L’araignée qui pleure, um 1880

Odilon Redon
L’araignée qui pleure, um 1880

Arachnophobiker aufgepasst: Unsere vor sieben Jahren durch ein Legat an das Kunsthaus gekommene Spinne von Odilon Redon hat Zuwachs bekommen. Der erste Zugang von 2013 zeigt eine Spinne, deren Gesichtszüge keineswegs so anthropomorph gestaltet sind, als dass man zwingend an eine Kreuzung von Mensch und Spinne denken müsste. Unsere aktuelle Zeichnung jedoch ist eindeutig ein solches Mischwesen und entspricht damit jener Charakterisierung, die Joris-Karl Huysmans in seinem Roman «Gegen den Strich» über Redons Bildfindung abgab: eine Spinne, «die in der Mitte ihres Körpers ein Menschenantlitz beherbergt».1

Das verschmitzte Gesicht, das unsere erste Variante aufweist, ist nun einem tieftraurigen Antlitz gewichen. Nicht einmal scheint ausgemacht, dass der Kopf fest dem Verbund des Spinnenkörpers zugehört, vielmehr «schwebt» er in der Bildmitte und wird von neun Beinen (anstelle der bei jeder Spinne üblichen acht) gerahmt. Da den Schädel zudem eine dezente Aureole mit schwarzen Strahlen umgibt – oder sind es Haare?, so lässt Redon sein Publikum rätseln –, stellen sich Assoziationen zu Redons Bildern des abgetrennten Haupts Johannes des Täufers ein. Nicht zufällig tragen Darstellungen von dessen abgeschlagenem Schädel zuweilen schlichte, verallgemeinernde Titel wie «Tête de martyr» (siehe etwa Redons Kohlezeichnung aus dem Kröller-Müller Museum, Inv.-Nr.

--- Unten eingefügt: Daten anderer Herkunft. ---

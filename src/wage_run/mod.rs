//! Wage run generation and lifecycle.
//!
//! [`generate_wage_lines`] pays every attendance record in a period and
//! consolidates the results into one line per employee. The lines are handed
//! to a draft [`WageRun`](crate::models::WageRun), which owns incentive
//! distribution, manual edits and the one-way move to finalized.

mod aggregator;
mod consolidation;
mod incentives;
mod lifecycle;

pub use aggregator::{AggregationOutcome, PayrollSnapshot, WageRunRequest, generate_wage_lines};
pub use consolidation::{CandidateLine, consolidate_lines, reapply_manual_edits};
pub use incentives::{distribute_incentives, split_evenly};
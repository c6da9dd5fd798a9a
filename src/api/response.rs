//! Response types for the wage engine API.
//!
//! This module defines the preview body returned for a generated wage run,
//! the error body shared by every endpoint, and the mapping from
//! [`EngineError`] to HTTP status codes.

use axum::{
    Json,
    http::StatusCode,
    response::{IntoResponse, Response},
};
use rust_decimal::Decimal;
use serde::{Deserialize, Serialize};
use uuid::Uuid;

use crate::error::EngineError;
use crate::models::{AuditWarning, IncentiveSettings, WageRun, WageRunLine, WageRunStatus};

/// Body returned by `POST /wage-runs/preview`.
#[derive(Debug, Clone, Serialize, Deserialize)]
pub struct WageRunPreview {
    /// Identifier of the unsaved draft.
    pub run_id: Uuid,
    /// Always `draft`: nothing is stored.
    pub status: WageRunStatus,
    /// One line per employee.
    pub lines: Vec<WageRunLine>,
    /// Data integrity warnings found while generating.
    pub warnings: Vec<AuditWarning>,
    /// Incentive settings applied to the lines.
    pub incentives: IncentiveSettings,
    /// Sum of every line's net pay.
    pub grand_total: Decimal,
}

impl WageRunPreview {
    /// Builds the preview body from a draft and its generation warnings.
    pub fn new(run: WageRun, warnings: Vec<AuditWarning>) -> Self {
        Self {
            run_id: run.id(),
            status: run.status(),
            grand_total: run.grand_total(),
            incentives: run.incentives().clone(),
            lines: run.into_lines(),
            warnings,
        }
    }
}

/// API error response structure.
#[derive(Debug, Clone, Serialize, Deserialize)]
pub struct ApiError {
    /// Error code for programmatic handling.
    pub code: String,
    /// Human-readable error message.
    pub message: String,
    /// Optional details about the error.
    #[serde(skip_serializing_if = "Option::is_none")]
    pub details: Option<String>,
}

impl ApiError {
    /// Creates a new API error.
    pub fn new(code: impl Into<String>, message: impl Into<String>) -> Self {
        Self {
            code: code.into(),
            message: message.into(),
            details: None,
        }
    }

    /// Creates a new API error with details.
    pub fn with_details(
        code: impl Into<String>,
        message: impl Into<String>,
        details: impl Into<String>,
    ) -> Self {
        Self {
            code: code.into(),
            message: message.into(),
            details: Some(details.into()),
        }
    }

    /// Creates a validation error.
    pub fn validation_error(message: impl Into<String>) -> Self {
        Self::new("VALIDATION_ERROR", message)
    }

    /// Creates a malformed JSON error.
    pub fn malformed_json(message: impl Into<String>) -> Self {
        Self::new("MALFORMED_JSON", message)
    }
}

/// API error with HTTP status code.
pub struct ApiErrorResponse {
    /// The HTTP status code.
    pub status: StatusCode,
    /// The error body.
    pub error: ApiError,
}

impl ApiErrorResponse {
    /// A 400 response.
    pub fn bad_request(error: ApiError) -> Self {
        Self {
            status: StatusCode::BAD_REQUEST,
            error,
        }
    }

    /// A 422 response.
    pub fn unprocessable(error: ApiError) -> Self {
        Self {
            status: StatusCode::UNPROCESSABLE_ENTITY,
            error,
        }
    }
}

impl IntoResponse for ApiErrorResponse {
    fn into_response(self) -> Response {
        (self.status, Json(self.error)).into_response()
    }
}

impl From<EngineError> for ApiErrorResponse {
    fn from(error: EngineError) -> Self {
        let message = error.to_string();
        match error {
            EngineError::ConfigNotFound { .. }
            | EngineError::ConfigParseError { .. }
            | EngineError::InvalidConfig { .. } => ApiErrorResponse {
                status: StatusCode::INTERNAL_SERVER_ERROR,
                error: ApiError::with_details("CONFIG_ERROR", "Configuration error", message),
            },
            EngineError::LineNotFound { employee_id } => ApiErrorResponse::bad_request(
                ApiError::with_details(
                    "LINE_NOT_FOUND",
                    message,
                    format!("No line exists for employee '{}'", employee_id),
                ),
            ),
            EngineError::AmbiguousLine { employee_id, .. } => ApiErrorResponse::unprocessable(
                ApiError::with_details("AMBIGUOUS_LINE", message, employee_id),
            ),
            EngineError::InvalidAdjustment { field, .. } => ApiErrorResponse::unprocessable(
                ApiError::with_details("INVALID_ADJUSTMENT", message, field),
            ),
            EngineError::EmptyWageRun { .. } => {
                ApiErrorResponse::unprocessable(ApiError::new("EMPTY_WAGE_RUN", message))
            }
            EngineError::WageRunFinalized { .. } => {
                ApiErrorResponse::unprocessable(ApiError::new("WAGE_RUN_FINALIZED", message))
            }
            EngineError::ProvisionalAttendance { employee_id } => ApiErrorResponse::unprocessable(
                ApiError::with_details("PROVISIONAL_ATTENDANCE", message, employee_id),
            ),
        }
    }
}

KM 107.499): Das gewaltsam vom menschlichen Organismus abgetrennte und daraufhin sorgfältig aufgebahrte Körperteil wird zum allgemeingültigen Symbol für Einsamkeit, Verfolgung und Aufopferung.

Redons grundsätzliche Idee einer Menschenspinne taucht mehrmals in seinem Œuvre auf und fand nicht zuletzt in der Lithografie von 1887 weitreichende Verbreitung. Immer wieder hat man in dieser Bildidee eine Metapher für den Künstler als solchen gesehen, der durch den aufreizenden Schrecken, den seine Gegenwart hervorruft, zugleich Anziehung und Abwehr in seinem unmittelbaren Umfeld auslöst. Wenige Jahrzehnte zuvor hat Jules Michelet in seinem Buch «L’insecte» ein bemitleidenswertes Bild der Spinne gezeichnet, die in einem Teufelskreis gefangen sei und nur essen würde, damit sie ihr Netz spinnen könne, während sie wiederum ihr Netz nur zu spinnen hätte, um Nahrung aufnehmen zu können: «Elle est constamment serrée dans ce cercle vicieux: pour filer, il faut manger; pour manger, il faut filer.» 2 Und wenig später weist Michelet die Spinne in seinem Buch gar als Künstlerin aus, die ohne ihr Netz ( = toile, was im Französischen bezeichnenderweise auch Leinwand bedeutet) gänzlich aufgeschmissen wäre: «L’araignée est si nerveuse, que la peur qui la rend artiste peut aussi la paralyser et lui faire perdre la tête. Sa toile seule lui donne courage.» 3

Die bei Redon vermutete Gleichsetzung von Spinnen- und Künstlerdasein erhält vor diesem Hintergrund freilich einige Plausibilität. Nimmt man hinzu, dass auch das Haupt Johannes des Täufers bei Redon für eine herausgehobene, der Gesellschaft entrückte Position steht, so sehen wir uns bei Redons Koppelung zweier Bildthemen der in der Kunstgeschichte immer wieder auftauchenden Erzählung vom Künstler als Aussenseiter, wenn nicht gar Märtyrer der Gesellschaft, gegenüber. Henri Matisse werden solche Querbezüge der Zeichnung bewusst gewesen sein. Ihm gehörte einst die hier vorliegende Zeichnung 4, die – nachdem sie mehrere Male den Besitzer wechselte und zuletzt Teil der Hamburger Sammlung von Klaus und Erika Hegewisch war – nun zu den Schätzen des Kunsthauses zählt.

Jonas Beyer

1Joris-Karl Huysmans, Gegen den Strich, Zürich 1981, S. 142.
2Jules Michelet, L’insecte. L’infini vivant, 6. Aufl. Paris 1867, S. 210.
3Ebd. S. 219.
4Alec Wildenstein, Odilon Redon. Catalogue raisonné de l’œuvre peint et dessiné, Bd. 2: Mythes et légendes, Paris 1994, S. 172, Nr. 1086.